British savers have substantial sums on deposit in offshore savings accounts. But just how secure are these non-UK accounts?
If you're a frequent Fool reader, then you'll know that British banks and building societies have been battling hard to win savers' money. Indeed, we savers are enjoying some of the highest interest rates since at least 2001. This is largely thanks to the Bank of England's base rate being raised five times in a year, plus the knock-on effects of a global credit crunch which has left financial firms desperate for more cash.
As well as the onshore savings-rate battle, offshore banks are also desperately keen to raise money from British savers. Indeed, the offshore rate war has produced some headline-grabbing deals, as shown in the table below:
Offshore savings accounts: rates over 6.50%
Provider | Account | Rate increase | Interest rate |
---|---|---|---|
Scarborough Channel Islands |
Offshore Flexi-120 Direct | New launch | 6.55% on £5K+ |
Kaupthing Singer & Friedlander IOM | Platinum Offshore Access | New launch | 6.55% on £25K+ (Min. withdrawal is £1k) |
Alliance & Leicester International Ltd | eSaver Offshore Issue 1 | +0.11% | 6.51% on £1K+ |
Source: Moneyfacts
As you can see, you can earn a mighty 6.55% a year before tax on £5,000 or more at Scarborough Channel Islands, and the same rate on £25,000+ at Kaupthing Singer & Friedlander (Isle of Man). According to Fool partner Moneyfacts, no onshore account pays such a high rate without imposing various restrictions. (We've ignored special-purpose savings vehicles for children or house purchase.)

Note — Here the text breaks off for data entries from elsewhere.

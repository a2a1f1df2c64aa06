//! # Middleware Module
//!
//! The onion-style chain, the spec normalization and factory that build middleware from
//! route descriptors, and every built-in middleware.

pub mod access_control;
pub mod circuit_breaker;
pub mod cors;
pub mod error_handling;
pub mod factory;
pub mod pipeline;
pub mod rate_limiting;
pub mod request_id;
pub mod request_logging;
pub mod retry;
pub mod spec;
pub mod timeout;
pub mod transformation;

pub use access_control::{AllowMethodsMiddleware, IpFilterMiddleware};
pub use circuit_breaker::{CircuitBreakerConfig, CircuitBreakerMiddleware, CircuitState, CircuitStatus};
pub use cors::CorsMiddleware;
pub use error_handling::{ErrorHandlingMiddleware, FallbackMiddleware};
pub use factory::{FnConstructor, MiddlewareConstructor, MiddlewareFactory, MiddlewareRegistry, SharedState};
pub use pipeline::{Endpoint, Middleware, MiddlewareChain, Next, Outcome, WithPriority};
pub use rate_limiting::{RateLimitConfig, RateLimitKey, RateLimitMiddleware, RateLimitResult};
pub use request_id::RequestIdMiddleware;
pub use request_logging::RequestLoggingMiddleware;
pub use retry::{RetryConfig, RetryMiddleware};
pub use spec::{normalize, normalize_many, MiddlewareArgs};
pub use timeout::TimeoutMiddleware;
pub use transformation::{
    BodyRewriteMiddleware, Direction, HeaderMiddleware, PathRewriteMiddleware, SanitizeHeadersMiddleware,
};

Around three million UK residents have offshore accounts, with total deposits of £180 billion. But why bother to squirrel your nuts offshore? Why not simply keep your money here in the UK?
It's important to note that it is illegal to hide offshore interest earnings from HM Revenue & Customs. However, some offshore accounts allow you to 'defer' interest indefinitely, until such time as you decide to bring back your money into the UK. In other words, no interest is earned until you repatriate your money, at which point you declare this interest to HMRC and pay any tax due.
The big advantage from a tax perspective is that an offshore account allows you to `defer' your savings interest. Thus, you can leave interest to roll up offshore in a deferment account where the interest is only paid when you request. Then you only pay tax when you bring the interest back to the UK.
So, if you pay 40% tax now but expect to pay 20% tax when you retire, then you can repatriate your interest after your personal tax rate has fallen. Then again, HM Revenue & Customs is clamping down on overseas tax evasion, and has enlisted the help of offshore regulators, so do tread carefully!
Nevertheless, although the interest rates on these accounts may be attractive, just how secure are the institutions which provide them? Minimum balances for offshore accounts are often £25,000 or more. Thus, a lot could be at risk if, like Northern Rock, an offshore bank got into difficulty. However, the big difference between offshore and onshore saving is the depositor protection on offer.
In the UK, the Financial Services Compensation Scheme (FSCS) has been upgraded in response to the Northern Rock crisis. Today, the first £35,000 of your savings with any single institution is covered in full by the FSCS. So, if a bank was unable to honour its promise to return your money in full, then any shortfall on the first £35,000 would be met by the FSCS.
However, when you head offshore, such as to Guernsey, Jersey or the Isle of Man, you get nothing like the protection which you enjoy in the UK. Indeed, there is no depositor protection whatsoever in Guernsey and Jersey! In the Isle of Man, your money is covered by a scheme under the Banking Business (Compensation of Depositors) Regulation 1991. However, this protection is limited, as only three-quarters (75%) of the first £20,000 of savings with an institution is covered, so the maximum payout is £15,000.
So, given that many offshore savers are wealthy individuals who often maintain very high savings balances, it pays to check the financial strength of institutions outside of the UK. Before handing over your money, ask what depositor protection applies, what an offshore bank's credit rating is, and whether an offshore subsidiary is guaranteed by a UK-based parent. Otherwise, in the (relatively unlikely) event that a non-UK bank comes a cropper, your savings could be in danger!
More: Find ace accounts in our savings centre | What's A Guarantee Worth? | Parents: Make 10% A Year!
Editor's postscript: Kaupthing Singer and Friedlander (Isle of Man) is anxious to point out that its deposits are guaranteed by its corporate parent, Kaupthing Bank.